林総務大臣、ふるさと納税の仲介サイト手数料引き下げを要求へ
要約
林芳正総務大臣は12日の記者会見で、ふるさと納税の仲介サイト運営事業者が自治体から受け取る手数料について、強い問題意識を示し縮減を図る必要があるとの考えを表明しました。
林総務大臣「強い問題意識」を表明
林芳正総務大臣は12日の記者会見で、ふるさと納税の仲介サイト運営事業者に対し、自治体が支払う手数料の引き下げを求める考えを示した。林大臣は「強い問題意識を持っており、縮減を図る必要がある」と述べ、制度の見直しに向けた姿勢を鮮明にした。
ふるさと納税制度では、寄付者と自治体を結びつけるポータルサイトが大きな役割を果たしている。自治体はこれらの仲介サイトに対して手数料を支払っているが、その負担が寄付金の活用を圧迫しているとの指摘が出ていた。
自治体の負担増が背景に
ふるさと納税は本来、地方創生や地域活性化を目的とした制度である。しかし、仲介サイトへの手数料が自治体の財政を圧迫し、寄付金のうち地域振興や住民サービスに充てられる金額が目減りする構造的な問題が浮上している。
総務省は2019年の法改正で、返礼品等の経費を寄付額の5割以内とするルールを設けている。それでも、仲介サイトへの手数料負担を含めると自治体の実質的な経費がかさむケースがあり、制度の趣旨に照らして適正かどうかが問われていた。
具体策は今後の焦点
林大臣は手数料縮減の必要性を明言したものの、具体的な削減目標値や法的措置の内容については言及していない。今後、手数料の適正化に向けてどのような施策が打ち出されるかが焦点となる。

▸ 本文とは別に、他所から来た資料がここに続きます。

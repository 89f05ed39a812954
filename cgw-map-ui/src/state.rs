//! Session state managed via Dioxus context.
//!
//! `MapSession` bundles the controllers and reactive signals into a single
//! struct provided via `use_context_provider`. Components retrieve it with
//! `use_context::<MapSession>()`. All mutation runs on the UI event loop;
//! the controllers themselves live in `cgw-core` and know nothing about
//! the DOM.

use crate::js_bridge::{self, PlotlyCharts, PlotlyMap};
use cgw_core::charts;
use cgw_core::popup::{Point, Size, DEFAULT_WIDTH};
use cgw_core::{
    ChartKind, ChartQueue, ChartSurface, LatLon, LayerController, PopupController, PopupGeometry,
    ResizeHandle, ScaleRung, Viewport, ViewportController,
};
use cgw_data::{MapConfig, SiteRecord};
use dioxus::prelude::*;

/// DOM ids of the popup chart regions.
pub const PERCENTILE_REGION: &str = "popup-percentile-chart";
pub const TIME_SERIES_REGION: &str = "popup-timeseries-chart";

/// Horizontal padding inside the popup body, used when a region cannot be
/// measured yet.
const POPUP_BODY_PADDING: f64 = 32.0;

/// Shared session state for the map app.
#[derive(Clone, Copy)]
pub struct MapSession {
    /// Parsed startup configuration (None until loaded)
    pub config: Signal<Option<MapConfig>>,
    /// Whether the app is still loading
    pub loading: Signal<bool>,
    /// Error message if startup failed
    pub error_msg: Signal<Option<String>>,
    /// Viewport ownership and zoom/home commands (None until config loads)
    pub viewport: Signal<Option<ViewportController>>,
    /// Marker layer visibility
    pub layers: Signal<LayerController>,
    /// Popup lifecycle state machine
    pub popup: Signal<PopupController>,
    /// Deferred chart draw tasks
    pub chart_queue: Signal<ChartQueue>,
    /// Record behind the open popup
    pub selected_site: Signal<Option<SiteRecord>>,
    /// Popup box geometry applied to the DOM
    pub popup_geometry: Signal<Option<PopupGeometry>>,
    /// False until the user resizes: the popup height follows content at
    /// open, and only becomes explicit once a resize pins it
    pub popup_height_locked: Signal<bool>,
    /// Current scale bar rung
    pub scale: Signal<Option<ScaleRung>>,
    /// Info modal visibility
    pub show_info: Signal<bool>,
}

impl MapSession {
    /// Create a new MapSession with default signal values.
    pub fn new() -> Self {
        Self {
            config: Signal::new(None),
            loading: Signal::new(true),
            error_msg: Signal::new(None),
            viewport: Signal::new(None),
            layers: Signal::new(LayerController::new()),
            popup: Signal::new(PopupController::new()),
            chart_queue: Signal::new(ChartQueue::new()),
            selected_site: Signal::new(None),
            popup_geometry: Signal::new(None),
            popup_height_locked: Signal::new(false),
            scale: Signal::new(None),
            show_info: Signal::new(false),
        }
    }

    /// Adopt a parsed configuration: seed the home viewport and the
    /// initial scale rung.
    pub fn apply_config(&mut self, config: MapConfig) {
        let home = Viewport::clamped(
            LatLon::new(config.home_lat, config.home_lon),
            config.home_zoom,
        );
        let vc = ViewportController::new(home);
        self.scale.set(Some(vc.scale_rung()));
        self.viewport.set(Some(vc));
        self.config.set(Some(config));
        self.loading.set(false);
    }

    pub fn zoom_in(&mut self) {
        if let Some(vc) = self.viewport.write().as_mut() {
            vc.zoom_in(&mut PlotlyMap);
            self.scale.set(Some(vc.scale_rung()));
        }
    }

    pub fn zoom_out(&mut self) {
        if let Some(vc) = self.viewport.write().as_mut() {
            vc.zoom_out(&mut PlotlyMap);
            self.scale.set(Some(vc.scale_rung()));
        }
    }

    pub fn go_home(&mut self) {
        if let Some(vc) = self.viewport.write().as_mut() {
            vc.go_home(&mut PlotlyMap);
            self.scale.set(Some(vc.scale_rung()));
        }
    }

    /// The map reported a user-driven viewport change.
    pub fn on_map_relayout(&mut self, event_json: &str) {
        let (zoom, center) = js_bridge::parse_relayout_event(event_json);
        if zoom.is_none() && center.is_none() {
            return;
        }
        if let Some(vc) = self.viewport.write().as_mut() {
            let rung = vc.on_external_relayout(zoom, center);
            self.scale.set(Some(rung));
        }
    }

    pub fn toggle_layer(&mut self, layer_id: &str, visible: bool) {
        self.layers.write().toggle(&mut PlotlyMap, layer_id, visible);
    }

    /// A marker was clicked: open the popup for its record and schedule
    /// both chart draws (percentile first). The DOM is populated by the
    /// `MarkerPopup` component reacting to `selected_site`; the draws run
    /// after layout settles, guarded by site id.
    pub fn show_popup(&mut self, record: SiteRecord) {
        let geometry = self.popup.write().open(js_bridge::viewport_size());
        self.popup_geometry.set(Some(geometry));
        self.popup_height_locked.set(false);

        let has_percentile = record.percentile_bands().is_some();
        let has_series = self
            .config
            .read()
            .as_ref()
            .map(|c| c.series_for(&record.site_no).is_some())
            .unwrap_or(false);
        self.chart_queue
            .write()
            .schedule_popup_charts(&record.site_no, has_percentile, has_series);
        self.selected_site.set(Some(record));
    }

    pub fn close_popup(&mut self) {
        self.popup.write().close();
        self.selected_site.set(None);
        self.popup_geometry.set(None);
        PlotlyCharts.clear(PERCENTILE_REGION);
        PlotlyCharts.clear(TIME_SERIES_REGION);
    }

    /// Drain due chart tasks for the open popup and draw them, in order.
    pub fn drain_chart_queue(&mut self) {
        let open_site = self.selected_site.read().as_ref().map(|r| r.site_no.clone());
        let due = self.chart_queue.write().drain(open_site.as_deref());
        for task in due {
            match task.kind {
                ChartKind::Percentile => self.draw_percentile_chart(),
                ChartKind::TimeSeries => self.draw_time_series_chart(),
            }
        }
    }

    /// Redraw both charts at the popup's settled size (after a resize).
    pub fn rerender_popup_charts(&mut self) {
        if !self.popup.read().is_open() {
            return;
        }
        self.draw_percentile_chart();
        self.draw_time_series_chart();
    }

    /// Cheap relayout of both chart regions, used live during resize.
    pub fn reflow_popup_charts(&mut self) {
        PlotlyCharts.reflow(PERCENTILE_REGION);
        PlotlyCharts.reflow(TIME_SERIES_REGION);
    }

    pub fn begin_popup_drag(&mut self, pointer: Point) {
        let Some(geometry) = *self.popup_geometry.read() else {
            log::debug!("popup geometry missing, ignoring drag start");
            return;
        };
        let origin = Point::new(geometry.left, geometry.top);
        self.popup.write().begin_drag(pointer, origin);
    }

    pub fn popup_drag_move(&mut self, pointer: Point) {
        let moved = self
            .popup
            .write()
            .drag_to(pointer, js_bridge::viewport_size());
        if let Some(geometry) = moved {
            self.popup_geometry.set(Some(geometry));
        }
    }

    pub fn begin_popup_resize(&mut self, handle: ResizeHandle, pointer: Point) {
        let Some(geometry) = *self.popup_geometry.read() else {
            log::debug!("popup geometry missing, ignoring resize start");
            return;
        };
        let size = Size::new(geometry.width, geometry.height);
        if self.popup.write().begin_resize(handle, pointer, size) {
            self.popup_height_locked.set(true);
        }
    }

    pub fn popup_resize_move(&mut self, pointer: Point) {
        let resized = self.popup.write().resize_to(pointer);
        if let Some(geometry) = resized {
            self.popup_geometry.set(Some(geometry));
            self.reflow_popup_charts();
        }
    }

    /// Route a pointer move to whichever interaction is active.
    pub fn popup_pointer_move(&mut self, pointer: Point) {
        let mode = self.popup.read().mode();
        match mode {
            cgw_core::InteractionMode::Dragging { .. } => self.popup_drag_move(pointer),
            cgw_core::InteractionMode::Resizing { .. } => self.popup_resize_move(pointer),
            cgw_core::InteractionMode::Idle => {}
        }
    }

    /// Pointer released: leave whichever interaction was active. A resize
    /// end triggers the one expensive chart re-render.
    pub fn end_popup_interaction(&mut self) {
        let mut popup = self.popup.write();
        popup.end_drag();
        let rerender = popup.end_resize();
        drop(popup);
        if rerender {
            self.rerender_popup_charts();
        }
    }

    fn chart_width(&self, region: &str) -> f64 {
        js_bridge::region_width(region).unwrap_or_else(|| {
            let width = (*self.popup_geometry.read())
                .map(|g| g.width)
                .unwrap_or(DEFAULT_WIDTH);
            width - POPUP_BODY_PADDING
        })
    }

    fn draw_percentile_chart(&mut self) {
        let record = self.selected_site.read().clone();
        let Some(record) = record else { return };
        let width = self.chart_width(PERCENTILE_REGION);
        if let Some(spec) = charts::percentile_spec(&record, width) {
            PlotlyCharts.draw(PERCENTILE_REGION, &spec);
        }
    }

    fn draw_time_series_chart(&mut self) {
        let record = self.selected_site.read().clone();
        let Some(record) = record else { return };
        let series = self
            .config
            .read()
            .as_ref()
            .and_then(|c| c.series_for(&record.site_no).cloned());
        let Some(series) = series else { return };
        let width = self.chart_width(TIME_SERIES_REGION);
        let color = record.class_display_color();
        if let Some(spec) = charts::time_series_spec(&series, color, width) {
            PlotlyCharts.draw(TIME_SERIES_REGION, &spec);
        }
    }
}

impl Default for MapSession {
    fn default() -> Self {
        Self::new()
    }
}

総務省はふるさと納税サイトの手数料に関する実態調査を進めており、調査結果を踏まえた制度の健全化策がまとまる見通しである。仲介サイト側の対応も含め、制度改革の行方が注目される。
地方税法改正
返礼品を含む募集経費を寄付額の5割以下とするルールが導入されました。
林総務大臣が会見
仲介サイトの手数料について強い問題意識を表明し、縮減の必要性に言及しました。